Roughtor, Dartmoor

Tempting though it is to keep painting portraits and figures, I do need to keep up the landscapes, ready for LAOTY of I make into a pod or the wildcards.  I thought I’d get back into the swing of things with a pile of rocks on Bodmin Moor.  I liked the look of the two hills in the left, so went for a huge sky so that I could fit them in.

With such a huge sky to fill, my mind went straight to sunsets, so I picked Winsor red as my red.  For the yellow I picked raw sienna as I wanted some earthiness in the rocks.  The blue was a close call,  I went for French ultramarine, wanting some granulation but not being in the mood for the grittiness or Mayan blue genuine and wanting better greens than those that cerulean blue tends to give.  Before getting started I checked out my swatch book and tried out the three colours on scrap paper to check that they could give me the colours I was looking for.  White gouache was also used near the end.
The sky was the obvious place to start.  After doing some tests on scrap paper, I decided that my sky would work in bands from top to bottom of blue, violet, red, orange and yellow.  I thought that yellow in the lower sky behind the rocks would enable them to stand out.  So I started by putting down that basic banded sky.  It worked but looked a bit boring.  So I mixed a neutral colour and used it to add some wet into wet clouds.  The clouds didn’t look good, so I variegated them by dropping in blue and red hints.  But that made things worse than ever, so I quickly sprayed on some water, tilted the paper around and dabbed out the puddles with kitchen paper.  I threw on some salt in an attempt to create some magic in the sky rather than to create textures.  And that’s how I ended up with what you see here.

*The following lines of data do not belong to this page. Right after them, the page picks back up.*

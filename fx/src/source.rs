//! Quote source traits and implementations.

use async_trait::async_trait;
use parking_lot::RwLock;
use rust_decimal::Decimal;
use std::sync::atomic::{AtomicU64, Ordering};
use std::sync::Arc;
use std::time::Duration;
use tracing::{debug, warn};

use crate::error::{FxError, FxResult};
use crate::quotes::RawQuotes;

/// Trait for external quote sources.
///
/// A source returns every quote it knows against one reference currency.
/// It owns the wire format; callers only see codes and decimals.
#[async_trait]
pub trait QuoteSource: Send + Sync {
    /// Get the source name.
    fn name(&self) -> &str;

    /// Fetch the full quote set.
    async fn fetch_quotes(&self) -> FxResult<RawQuotes>;
}

/// Tries sources in order and returns the first successful fetch.
pub struct FallbackQuoteSource {
    sources: Vec<Arc<dyn QuoteSource>>,
}

impl FallbackQuoteSource {
    /// Create a new fallback chain.
    pub fn new(sources: Vec<Arc<dyn QuoteSource>>) -> Self {
        Self { sources }
    }
}

#[async_trait]
impl QuoteSource for FallbackQuoteSource {
    fn name(&self) -> &str {
        "FALLBACK"
    }

    async fn fetch_quotes(&self) -> FxResult<RawQuotes> {
        let mut last_error = None;

        for source in &self.sources {
            match source.fetch_quotes().await {
                Ok(quotes) => {
                    debug!(
                        source = source.name(),
                        count = quotes.len(),
                        "Got quotes from source"
                    );
                    return Ok(quotes);
                }
                Err(e) => {
                    warn!(
                        source = source.name(),
                        error = %e,
                        "Source failed to return quotes"
                    );
                    last_error = Some(e);
                }
            }
        }

        Err(last_error
            .unwrap_or_else(|| FxError::SourceUnavailable("no quote sources configured".to_string())))
    }
}

/// In-process quote source with settable quotes and failure injection.
///
/// Backs the simulator and the tests; production deployments put a real
/// adapter behind [`QuoteSource`].
pub struct StaticQuoteSource {
    name: String,
    quotes: RwLock<RawQuotes>,
    failure: RwLock<Option<FxError>>,
    latency: RwLock<Duration>,
    fetches: AtomicU64,
}

impl StaticQuoteSource {
    /// Create an empty source.
    pub fn new(name: impl Into<String>) -> Self {
        Self {
            name: name.into(),
            quotes: RwLock::new(RawQuotes::new()),
            failure: RwLock::new(None),
            latency: RwLock::new(Duration::ZERO),
            fetches: AtomicU64::new(0),
        }
    }

    /// Builder-style quote insertion.
    pub fn with_quote(self, code: &str, quote: Decimal) -> Self {
        self.set_quote(code, quote);
        self
    }

    /// Set one quote.
    pub fn set_quote(&self, code: &str, quote: Decimal) {
        self.quotes.write().insert(code.to_string(), quote);
    }

    /// Replace every quote.
    pub fn set_quotes(&self, quotes: RawQuotes) {
        *self.quotes.write() = quotes;
    }

    /// Current value of one quote.
    pub fn quote(&self, code: &str) -> Option<Decimal> {
        self.quotes.read().get(code).copied()
    }

    /// Make every following fetch fail with `error`.
    pub fn fail_with(&self, error: FxError) {
        *self.failure.write() = Some(error);
    }

    /// Stop injecting failures.
    pub fn recover(&self) {
        *self.failure.write() = None;
    }

    /// Delay every fetch by `latency`.
    pub fn set_latency(&self, latency: Duration) {
        *self.latency.write() = latency;
    }

    /// Number of fetches attempted so far.
    pub fn fetch_count(&self) -> u64 {
        self.fetches.load(Ordering::Relaxed)
    }
}

#[async_trait]
impl QuoteSource for StaticQuoteSource {
    fn name(&self) -> &str {
        &self.name
    }

    async fn fetch_quotes(&self) -> FxResult<RawQuotes> {
        self.fetches.fetch_add(1, Ordering::Relaxed);

        let latency = *self.latency.read();
        if !latency.is_zero() {
            tokio::time::sleep(latency).await;
        }

        if let Some(error) = self.failure.read().clone() {
            return Err(error);
        }

        Ok(self.quotes.read().clone())
    }
}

My plan at this point is normally to work from back to front but I’ve developed a new habit while portrait painting, which is to start with the darkest shapes so that I have something there for everything else to hang off.  So my next step was to paint in the shadows between the rocks.  When I was left with just the sky, those shadows and the pencil lines, things were looking really good and I thought long and hard about whether to make this one a snow painting.  In the end, I decided not to and moved onwards.
After that I just worked from front to back as usual.  One think I didn’t do today was to replace my water or wash out my palette when they got dirty.  Instead I went into Liron Yankowsky and worked like a pig in shit, managing to come up with some interesting unsaturated colours.  Everything still looks colourful but not as colourful as usual.

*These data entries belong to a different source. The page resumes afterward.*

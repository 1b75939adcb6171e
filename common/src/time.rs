//! Time utilities and default timings for the wallet.

use std::time::Duration;

use chrono::{DateTime, Utc};
use tokio::time::Instant;

/// Default timings.
pub mod constants {
    use super::Duration;

    /// How long a fetched quote set counts as fresh (5 minutes).
    pub fn freshness_window() -> Duration {
        Duration::from_secs(5 * 60)
    }

    /// Oldest snapshot still served when refreshes fail (24 hours).
    pub fn max_staleness() -> Duration {
        Duration::from_secs(24 * 60 * 60)
    }

    /// Background refresh period (1 minute).
    pub fn refresh_interval() -> Duration {
        Duration::from_secs(60)
    }

    /// Upper bound on a single quote fetch (5 seconds).
    pub fn fetch_timeout() -> Duration {
        Duration::from_secs(5)
    }

    /// Default deadline for one wallet operation (5 seconds).
    pub fn operation_timeout() -> Duration {
        Duration::from_secs(5)
    }

    /// Pause between foreground refresh attempts after a failure (5 seconds).
    pub fn failure_backoff() -> Duration {
        Duration::from_secs(5)
    }
}

/// A wall-clock timestamp (always UTC).
pub type Timestamp = DateTime<Utc>;

/// Get the current timestamp.
pub fn now() -> Timestamp {
    Utc::now()
}

/// A point in time by which an operation must finish.
///
/// Built on the tokio clock so that paused-time tests control it.
#[derive(Debug, Clone, Copy, PartialEq, Eq)]
pub struct Deadline {
    at: Instant,
}

impl Deadline {
    /// Deadline `duration` from now.
    pub fn after(duration: Duration) -> Self {
        Self {
            at: Instant::now() + duration,
        }
    }

    /// Deadline at a fixed instant.
    pub fn at(at: Instant) -> Self {
        Self { at }
    }

    /// The instant the deadline expires.
    pub fn instant(&self) -> Instant {
        self.at
    }

    /// Check if the deadline has passed.
    pub fn is_exceeded(&self) -> bool {
        Instant::now() >= self.at
    }

    /// Time left, saturating at zero.
    pub fn remaining(&self) -> Duration {
        self.at.saturating_duration_since(Instant::now())
    }

    /// The earlier of this deadline and `duration` from now.
    pub fn cap(&self, duration: Duration) -> Self {
        let capped = Instant::now() + duration;
        Self {
            at: self.at.min(capped),
        }
    }
}

#[cfg(test)]
mod tests {
    use super::*;

    #[tokio::test(start_paused = true)]
    async fn test_deadline_expiry() {
        let deadline = Deadline::after(Duration::from_secs(10));
        assert!(!deadline.is_exceeded());
        assert_eq!(deadline.remaining(), Duration::from_secs(10));

        tokio::time::advance(Duration::from_secs(11)).await;

        assert!(deadline.is_exceeded());
        assert_eq!(deadline.remaining(), Duration::ZERO);
    }

    #[tokio::test(start_paused = true)]
    async fn test_deadline_cap_takes_earlier() {
        let deadline = Deadline::after(Duration::from_secs(10));

        assert_eq!(deadline.cap(Duration::from_secs(2)).remaining(), Duration::from_secs(2));
        assert_eq!(deadline.cap(Duration::from_secs(60)), deadline);
    }
}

I’ve not much to say about the first layers of paint: the tinkering is more worthy of discussion today.  The hills on the left needed to stand out gibst what was behind them and the ricks and foreground needed to come forward even more than that.  Mist of my tinkering was in the form of extra layers of paint to bring those shapes forward.  Sometimes, when only a slight adjustment was needed, I’d glaze over a really thin watery layer of paint.  I dabbed out some paint with kitchen paper on the right between the hills and t( foreground to create a cool mist and push the hills back a bit.  To farken the foreground, I painted over mist of it by flicking in grasses with the Merlin brush, using all three of my primaries.  At one point I tried adding stones in white gouache but this didn’t really work, so I added white grassy flicks with the Merlin and spattered over some magical white spots while keeping the rest of the painting covered.  And I added the odd white spot to the rocks.

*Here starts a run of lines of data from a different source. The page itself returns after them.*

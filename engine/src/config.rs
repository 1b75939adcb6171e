//! Wallet configuration.

use std::time::Duration;

use wallet_common::{constants, Currency, CurrencyCode, Result, WalletError};
use wallet_fx::{QuoteConvention, RateCacheConfig, SanityBounds};

/// Main wallet configuration.
#[derive(Debug, Clone)]
pub struct WalletConfig {
    /// Currency every quote is expressed against.
    pub reference_currency: CurrencyCode,
    /// Currencies operations accept. A subset of [`Currency::ALL`].
    pub supported_currencies: Vec<Currency>,
    /// How the quote source's numbers are read.
    pub quote_convention: QuoteConvention,
    /// How long fetched quotes count as fresh.
    pub freshness_window: Duration,
    /// Oldest quotes served when refreshing fails. `None` disables the ceiling.
    pub max_staleness: Option<Duration>,
    /// Background refresh period.
    pub refresh_interval: Duration,
    /// Upper bound on one quote fetch.
    pub fetch_timeout: Duration,
    /// Deadline applied to operations that do not bring their own.
    pub operation_timeout: Duration,
    /// Pause between foreground refresh attempts after a failure.
    pub failure_backoff: Duration,
    /// Per-pair plausibility bands.
    pub sanity_bounds: SanityBounds,
}

impl Default for WalletConfig {
    fn default() -> Self {
        Self {
            reference_currency: Currency::Rub.as_code(),
            supported_currencies: Currency::ALL.to_vec(),
            quote_convention: QuoteConvention::default(),
            freshness_window: constants::freshness_window(),
            max_staleness: Some(constants::max_staleness()),
            refresh_interval: constants::refresh_interval(),
            fetch_timeout: constants::fetch_timeout(),
            operation_timeout: constants::operation_timeout(),
            failure_backoff: constants::failure_backoff(),
            sanity_bounds: SanityBounds::default(),
        }
    }
}

impl WalletConfig {
    /// Load configuration from `WALLET_*` environment variables.
    ///
    /// Unset variables keep their defaults; malformed ones are an error.
    pub fn from_env() -> Result<Self> {
        Self::from_lookup(|key| std::env::var(key).ok())
    }

    fn from_lookup(lookup: impl Fn(&str) -> Option<String>) -> Result<Self> {
        let mut config = Self::default();

        if let Some(code) = lookup("WALLET_REFERENCE_CURRENCY") {
            config.reference_currency = CurrencyCode::parse(&code).map_err(invalid("WALLET_REFERENCE_CURRENCY"))?;
        }

        if let Some(list) = lookup("WALLET_SUPPORTED_CURRENCIES") {
            config.supported_currencies = list
                .split(',')
                .map(str::trim)
                .filter(|code| !code.is_empty())
                .map(str::parse::<Currency>)
                .collect::<Result<Vec<_>>>()
                .map_err(invalid("WALLET_SUPPORTED_CURRENCIES"))?;
        }

        if let Some(convention) = lookup("WALLET_QUOTE_CONVENTION") {
            config.quote_convention = convention.parse().map_err(invalid("WALLET_QUOTE_CONVENTION"))?;
        }

        if let Some(secs) = lookup("WALLET_FRESHNESS_SECS") {
            config.freshness_window = Duration::from_secs(parse_u64("WALLET_FRESHNESS_SECS", &secs)?);
        }

        if let Some(secs) = lookup("WALLET_MAX_STALENESS_SECS") {
            config.max_staleness = match parse_u64("WALLET_MAX_STALENESS_SECS", &secs)? {
                0 => None,
                secs => Some(Duration::from_secs(secs)),
            };
        }

        if let Some(secs) = lookup("WALLET_REFRESH_INTERVAL_SECS") {
            config.refresh_interval = Duration::from_secs(parse_u64("WALLET_REFRESH_INTERVAL_SECS", &secs)?);
        }

        if let Some(ms) = lookup("WALLET_FETCH_TIMEOUT_MS") {
            config.fetch_timeout = Duration::from_millis(parse_u64("WALLET_FETCH_TIMEOUT_MS", &ms)?);
        }

        if let Some(ms) = lookup("WALLET_OPERATION_TIMEOUT_MS") {
            config.operation_timeout = Duration::from_millis(parse_u64("WALLET_OPERATION_TIMEOUT_MS", &ms)?);
        }

        if let Some(ms) = lookup("WALLET_FAILURE_BACKOFF_MS") {
            config.failure_backoff = Duration::from_millis(parse_u64("WALLET_FAILURE_BACKOFF_MS", &ms)?);
        }

        if let Some(table) = lookup("WALLET_SANITY_BOUNDS") {
            config.sanity_bounds = SanityBounds::parse(&table).map_err(invalid("WALLET_SANITY_BOUNDS"))?;
        }

        Ok(config)
    }

    /// Validate configuration.
    pub fn validate(&self) -> Result<()> {
        if self.supported_currencies.is_empty() {
            return Err(WalletError::Configuration("At least one currency must be supported".to_string()));
        }

        if self.freshness_window.is_zero() {
            return Err(WalletError::Configuration("Freshness window cannot be zero".to_string()));
        }

        if let Some(ceiling) = self.max_staleness {
            if ceiling < self.freshness_window {
                return Err(WalletError::Configuration(
                    "Max staleness cannot be shorter than the freshness window".to_string(),
                ));
            }
        }

        if self.refresh_interval.is_zero() {
            return Err(WalletError::Configuration("Refresh interval cannot be zero".to_string()));
        }

        if self.fetch_timeout.is_zero() || self.operation_timeout.is_zero() {
            return Err(WalletError::Configuration("Timeouts cannot be zero".to_string()));
        }

        Ok(())
    }

    /// Whether operations accept `currency`.
    pub fn supports(&self, currency: Currency) -> bool {
        self.supported_currencies.contains(&currency)
    }

    /// Settings for the rate cache.
    pub fn cache_config(&self) -> RateCacheConfig {
        RateCacheConfig {
            reference: self.reference_currency.clone(),
            freshness_window: self.freshness_window,
            max_staleness: self.max_staleness,
            fetch_timeout: self.fetch_timeout,
            failure_backoff: self.failure_backoff,
        }
    }
}

fn invalid<E: std::fmt::Display>(key: &'static str) -> impl Fn(E) -> WalletError {
    move |e| WalletError::Configuration(format!("{key}: {e}"))
}

fn parse_u64(key: &'static str, value: &str) -> Result<u64> {
    value.trim().parse().map_err(invalid(key))
}
//! Simulation metrics.

use std::collections::{BTreeMap, VecDeque};
use std::time::Duration;

use serde::Serialize;

/// Operation kinds the workers issue.
#[derive(Debug, Clone, Copy, PartialEq, Eq, PartialOrd, Ord, Serialize)]
#[serde(rename_all = "snake_case")]
pub enum Operation {
    Exchange,
    Transfer,
    Deposit,
    Withdraw,
}

/// Simulation metrics.
#[derive(Debug, Clone)]
pub struct SimulationMetrics {
    /// Operations attempted.
    pub total_operations: u64,
    /// Operations committed.
    pub successful_operations: u64,
    /// Operations rejected or failed.
    pub failed_operations: u64,
    /// Committed operations per kind.
    pub committed: BTreeMap<Operation, u64>,
    /// Failures keyed by error code.
    pub failures: BTreeMap<&'static str, u64>,
    /// Latency samples (µs).
    latency_samples: VecDeque<u64>,
    /// Maximum samples to keep.
    max_samples: usize,
}

impl SimulationMetrics {
    /// Create new metrics.
    pub fn new() -> Self {
        Self {
            total_operations: 0,
            successful_operations: 0,
            failed_operations: 0,
            committed: BTreeMap::new(),
            failures: BTreeMap::new(),
            latency_samples: VecDeque::with_capacity(10000),
            max_samples: 10000,
        }
    }

    /// Record a committed operation.
    pub fn record_success(&mut self, operation: Operation, latency: Duration) {
        self.total_operations += 1;
        self.successful_operations += 1;
        *self.committed.entry(operation).or_default() += 1;
        self.record_latency(latency);
    }

    /// Record a failed operation.
    pub fn record_failure(&mut self, error_code: &'static str, latency: Duration) {
        self.total_operations += 1;
        self.failed_operations += 1;
        *self.failures.entry(error_code).or_default() += 1;
        self.record_latency(latency);
    }

    fn record_latency(&mut self, latency: Duration) {
        if self.latency_samples.len() >= self.max_samples {
            self.latency_samples.pop_front();
        }
        self.latency_samples
            .push_back(u64::try_from(latency.as_micros()).unwrap_or(u64::MAX));
    }

    /// Fold another worker's metrics into these.
    pub fn merge(&mut self, other: SimulationMetrics) {
        self.total_operations += other.total_operations;
        self.successful_operations += other.successful_operations;
        self.failed_operations += other.failed_operations;
        for (operation, count) in other.committed {
            *self.committed.entry(operation).or_default() += count;
        }
        for (code, count) in other.failures {
            *self.failures.entry(code).or_default() += count;
        }
        for sample in other.latency_samples {
            if self.latency_samples.len() >= self.max_samples {
                self.latency_samples.pop_front();
            }
            self.latency_samples.push_back(sample);
        }
    }

    /// Get average latency in µs.
    pub fn average_latency_us(&self) -> u64 {
        if self.latency_samples.is_empty() {
            return 0;
        }

        let sum: u64 = self.latency_samples.iter().sum();
        sum / self.latency_samples.len() as u64
    }

    /// Get p50 latency.
    pub fn p50_latency_us(&self) -> u64 {
        self.percentile_latency(50)
    }

    /// Get p99 latency.
    pub fn p99_latency_us(&self) -> u64 {
        self.percentile_latency(99)
    }

    fn percentile_latency(&self, percentile: usize) -> u64 {
        if self.latency_samples.is_empty() {
            return 0;
        }

        let mut sorted: Vec<_> = self.latency_samples.iter().copied().collect();
        sorted.sort_unstable();

        let idx = (sorted.len() * percentile / 100).min(sorted.len() - 1);
        sorted[idx]
    }

    /// Get success rate.
    pub fn success_rate(&self) -> f64 {
        if self.total_operations == 0 {
            return 0.0;
        }

        self.successful_operations as f64 / self.total_operations as f64
    }

    /// Get throughput (operations per second).
    pub fn throughput(&self, elapsed: Duration) -> f64 {
        if elapsed.is_zero() {
            return 0.0;
        }

        self.total_operations as f64 / elapsed.as_secs_f64()
    }
}

impl Default for SimulationMetrics {
    fn default() -> Self {
        Self::new()
    }
}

Finally I added some birds to create some interest in the sky.  Maybe I should have added them on the left to balance the rocks but that idea felt a bit too diagonalised to me.  Instead, putting them on the right emphasises the hills on the left more and maybe even the light patch in the top left of the sky.  Anyway, that was me done.
And, yes, I’m happy with this one.  The hills, the rocks and the foreground are all distinct from each other and from the background and all three are interesting in their own way.  It’t the sky that’s the star though.  There are some gorgeous purple tones in there and the yellow at the bottom complements the purple while pushing forward the hills and stones in front of it.  The salt marks in the sky add something too but I don’t know whether it’s something positive, let alone whether it’s adding magic or a chill.  This started off as a painting of a real place from a source photo but the more time went on, the more I painted stuff from my imagination.  Surely that’s got to be a good thing?  This one’s up for sale.